Le prime nazioni non europee sono gli Stati Uniti e il Brasile, anche se si tratta comunque di flussi ben inferiori: circa 5.500 persone verso il Paese nordamericano nel 2017 contro oltre il triplo diretti piuttosto verso la Germania.
Cosa sappiamo di queste persone? Si tratta spesso di italiani relativamente giovani, tanto che buona parte di loro ha meno di 40 anni. Tuttavia anche i flussi composti da chi ha da 40 a 64 anni sono cresciuti fino a superare le 20mile persone, mentre i gruppi di anziani che lasciano l’Italia sono rimasti comunque piccoli.
Se invece guardiamo al livello di istruzione, troviamo che nei soli quattro anni fra il 2013 e il 2017 l’Italia ha perso in totale oltre 150mila diplomati e laureati.
Per fare il conto preciso non basta però considerare solo chi va via: ogni anno troviamo anche un certo numero di italiani che tornano in patria dall’estero. Mettendo sulla bilancia gli uni e gli altri, troviamo appunto come dall’inizio della crisi economica il saldo complessivo sia stato sempre più negativo, fino a toccare un picco negativo di quasi 80mila persone nel 2016. Solo nel 2017, però, gli italiani emigrati sono rimasti stabili e insieme è cresciuto il numero di rientri: due fenomeni che nel complesso hanno portato a un leggero miglioramento nel saldo complessivo di partenze e arrivi – che però resta sempre nel territorio ben sotto lo zero.
L’ultimo dettaglio da tenere a mente per dare un senso a questi numeri è che essi non misurano davvero quanti sono gli italiani all’estero, ma soltanto coloro che si registrano presso l’AIRE – l’anagrafe che li censisce. Non tutti però lo fanno, per i motivi più diversi, e così ci sono buoni ragioni per pensare che i valori reali siano maggiori di quanto possono saperne gli uffici statistici.

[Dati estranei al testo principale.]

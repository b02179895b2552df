//! 编排层（Orchestration Layer）
//!
//! ## 职责
//!
//! 持有配置和文件布局，把命令行子命令分派到对应流程。
//!
//! ```text
//! app (grade / merge)
//!     ↓
//! workflow::GradeFlow / UploadFlow      services::ResultMerger
//!     ↓
//! services (能力层：compile / log / pages)
//!     ↓
//! infrastructure / clients (工具链、结果文件、PDF、评分平台)
//! ```

pub mod app;

pub use app::{App, MergeRequest};
/// 日志工具模块
///
/// 初始化 tracing 输出，并提供启动 / 结束横幅等辅助函数。
/// 日志统一写到 stderr，标准输出留给评分平台。
use std::path::Path;
use tracing::info;
use tracing_subscriber::EnvFilter;

/// 初始化日志
///
/// # 参数
/// - `verbose`: 为 true 时输出 debug 级别，否则默认 info（可被 `RUST_LOG` 覆盖）
pub fn init(verbose: bool) {
    let filter = if verbose {
        EnvFilter::new("debug")
    } else {
        EnvFilter::try_from_default_env().unwrap_or_else(|_| EnvFilter::new("info"))
    };

    let _ = tracing_subscriber::fmt()
        .with_env_filter(filter)
        .with_writer(std::io::stderr)
        .with_target(false)
        .try_init();
}

/// 记录程序启动信息
///
/// # 参数
/// - `command`: 本次执行的子命令
/// - `root`: 评分环境根目录
pub fn log_startup(command: &str, root: &Path) {
    info!("{}", "=".repeat(60));
    info!("🚀 自动评分启动 - {}", command);
    info!("📁 评分目录: {}", root.display());
    info!(
        "开始时间: {}",
        chrono::Local::now().format("%Y-%m-%d %H:%M:%S")
    );
    info!("{}", "=".repeat(60));
}

/// 记录程序结束信息
///
/// # 参数
/// - `succeeded`: 是否正常结束
/// - `results_path`: 结果文件路径
pub fn log_finish(succeeded: bool, results_path: &Path) {
    info!("{}", "─".repeat(60));
    if succeeded {
        info!("✅ 评分完成");
    } else {
        info!("❌ 评分终止");
    }
    info!(
        "完成时间: {}",
        chrono::Local::now().format("%Y-%m-%d %H:%M:%S")
    );
    info!("结果已写入: {}", results_path.display());
    info!("{}", "─".repeat(60));
}

/// 截断长文本用于日志显示
///
/// # 参数
/// - `text`: 原始文本
/// - `max_len`: 最大长度
///
/// # 返回
/// 返回截断后的文本
pub fn truncate_text(text: &str, max_len: usize) -> String {
    if text.chars().count() > max_len {
        text.chars().take(max_len).collect::<String>() + "..."
    } else {
        text.to_string()
    }
}

#[cfg(test)]
mod tests {
    use super::*;

    #[test]
    fn test_truncate_text() {
        assert_eq!(truncate_text("短文本", 10), "短文本");
        assert_eq!(truncate_text("abcdef", 3), "abc...");
    }
}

Come ha notato il ricercatore dell’ISPI Matteo Villa, “è normale che gli apparati statali siano più bravi a misurare l’immigrazione che l’emigrazione”, ma facendo un confronto di massima con i numeri in ingresso registrati nel Regno Unito, Svizzera, Spagna e Paesi Bassi i valori reali potrebbero in effetti essere del 40% superiori a quelli censiti dall’AIRE, portando il totale di espatri del periodo 2011-2017 da 620mila a poco più di un milione in tutto.
Si tratta di una stima difficile data la mancanza di informazioni più affidabili, ma che comunque può darci un’idea della dimensione reale del problema.